--- WHAT NEEDS TO BE DONE ---
The answer should be each line of the records that contains the word "privileged"; please copy them all.

--- EXERCISE MATERIAL ---

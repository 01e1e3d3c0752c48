//! Container definitions produced for each service on each host

use std::collections::BTreeMap;

use serde::Serialize;

use super::ServiceName;
use crate::cluster::Host;

/// Desired container for a service on one host
///
/// Agents compare this against what is running and recreate the container
/// when they differ.
#[derive(Clone, Debug, Default, PartialEq, Eq, Serialize)]
pub struct ContainerSpec {
    /// Image reference
    pub image: String,
    /// Entrypoint override
    #[serde(skip_serializing_if = "Vec::is_empty")]
    pub command: Vec<String>,
    /// Arguments, in order
    #[serde(skip_serializing_if = "Vec::is_empty")]
    pub args: Vec<String>,
    /// Environment as `KEY=value`
    #[serde(skip_serializing_if = "Vec::is_empty")]
    pub env: Vec<String>,
    /// Bind mounts as `host:container[:mode]`
    #[serde(skip_serializing_if = "Vec::is_empty")]
    pub binds: Vec<String>,
    /// Share the host network namespace
    pub host_network: bool,
    /// Share the host PID namespace
    pub host_pid: bool,
    /// Run privileged
    pub privileged: bool,
}

impl ContainerSpec {
    /// Container running `image` with nothing else set
    pub fn new(image: impl Into<String>) -> Self {
        Self {
            image: image.into(),
            ..Default::default()
        }
    }

    /// Set the entrypoint
    pub fn command<I, S>(mut self, command: I) -> Self
    where
        I: IntoIterator<Item = S>,
        S: Into<String>,
    {
        self.command = command.into_iter().map(Into::into).collect();
        self
    }

    /// Append one argument
    pub fn arg(mut self, arg: impl Into<String>) -> Self {
        self.args.push(arg.into());
        self
    }

    /// Append `--name=value`
    pub fn flag(self, name: &str, value: impl std::fmt::Display) -> Self {
        self.arg(format!("--{name}={value}"))
    }

    /// Append an environment variable
    pub fn env(mut self, key: &str, value: impl std::fmt::Display) -> Self {
        self.env.push(format!("{key}={value}"));
        self
    }

    /// Append a bind mount
    pub fn bind(mut self, bind: impl Into<String>) -> Self {
        self.binds.push(bind.into());
        self
    }

    /// Use the host network namespace
    pub fn host_network(mut self) -> Self {
        self.host_network = true;
        self
    }

    /// Use the host PID namespace
    pub fn host_pid(mut self) -> Self {
        self.host_pid = true;
        self
    }

    /// Run privileged
    pub fn privileged(mut self) -> Self {
        self.privileged = true;
        self
    }

    /// Apply user supplied `extra_args`
    ///
    /// An extra arg replaces a generated `--key=...` flag of the same name;
    /// unknown keys are appended in key order.
    pub fn extra_args(mut self, extra: &BTreeMap<String, String>) -> Self {
        for (key, value) in extra {
            let prefix = format!("--{key}=");
            let flag = format!("{prefix}{value}");
            match self.args.iter_mut().find(|a| a.starts_with(&prefix)) {
                Some(existing) => *existing = flag,
                None => self.args.push(flag),
            }
        }
        self
    }

    /// Value of a `--name=value` argument
    pub fn flag_value(&self, name: &str) -> Option<&str> {
        let prefix = format!("--{name}=");
        self.args.iter().find_map(|a| a.strip_prefix(&prefix))
    }
}

/// Builds the desired container of one service for a given host
///
/// `primary` is true when the host is converged as part of the control plane
/// stage, so node components can register it as a master.
pub trait ServiceTemplate: Send + Sync {
    /// Service this template builds
    fn service(&self) -> ServiceName;

    /// Desired container on `host`
    fn container(&self, host: &Host, primary: bool) -> ContainerSpec;
}

#[cfg(test)]
mod tests {
    use super::*;

    #[test]
    fn extra_args_override_generated_flags_in_place() {
        let extra = BTreeMap::from([
            ("v".to_string(), "4".to_string()),
            ("allow-privileged".to_string(), "false".to_string()),
        ]);
        let spec = ContainerSpec::new("img")
            .flag("allow-privileged", true)
            .flag("v", 2)
            .arg("--anonymous-auth")
            .extra_args(&extra);

        assert_eq!(
            spec.args,
            vec!["--allow-privileged=false", "--v=4", "--anonymous-auth"]
        );
    }

    #[test]
    fn extra_args_append_unknown_flags() {
        let extra = BTreeMap::from([("feature-gates".to_string(), "A=true".to_string())]);
        let spec = ContainerSpec::new("img").flag("v", 2).extra_args(&extra);
        assert_eq!(spec.flag_value("feature-gates"), Some("A=true"));
        assert_eq!(spec.args.len(), 2);
    }

    #[test]
    fn flag_value_matches_whole_name() {
        let spec = ContainerSpec::new("img").flag("service-cluster-ip-range", "10.43.0.0/16");
        assert_eq!(spec.flag_value("service-cluster-ip-range"), Some("10.43.0.0/16"));
        assert_eq!(spec.flag_value("service"), None);
    }
}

--- ANSWER TO THIS PROBLEM ---
    /// Run privileged
    pub privileged: bool,
    /// Run privileged
    pub fn privileged(mut self) -> Self {
        self.privileged = true;
            ("allow-privileged".to_string(), "false".to_string()),
            .flag("allow-privileged", true)
            vec!["--allow-privileged=false", "--v=4", "--anonymous-auth"]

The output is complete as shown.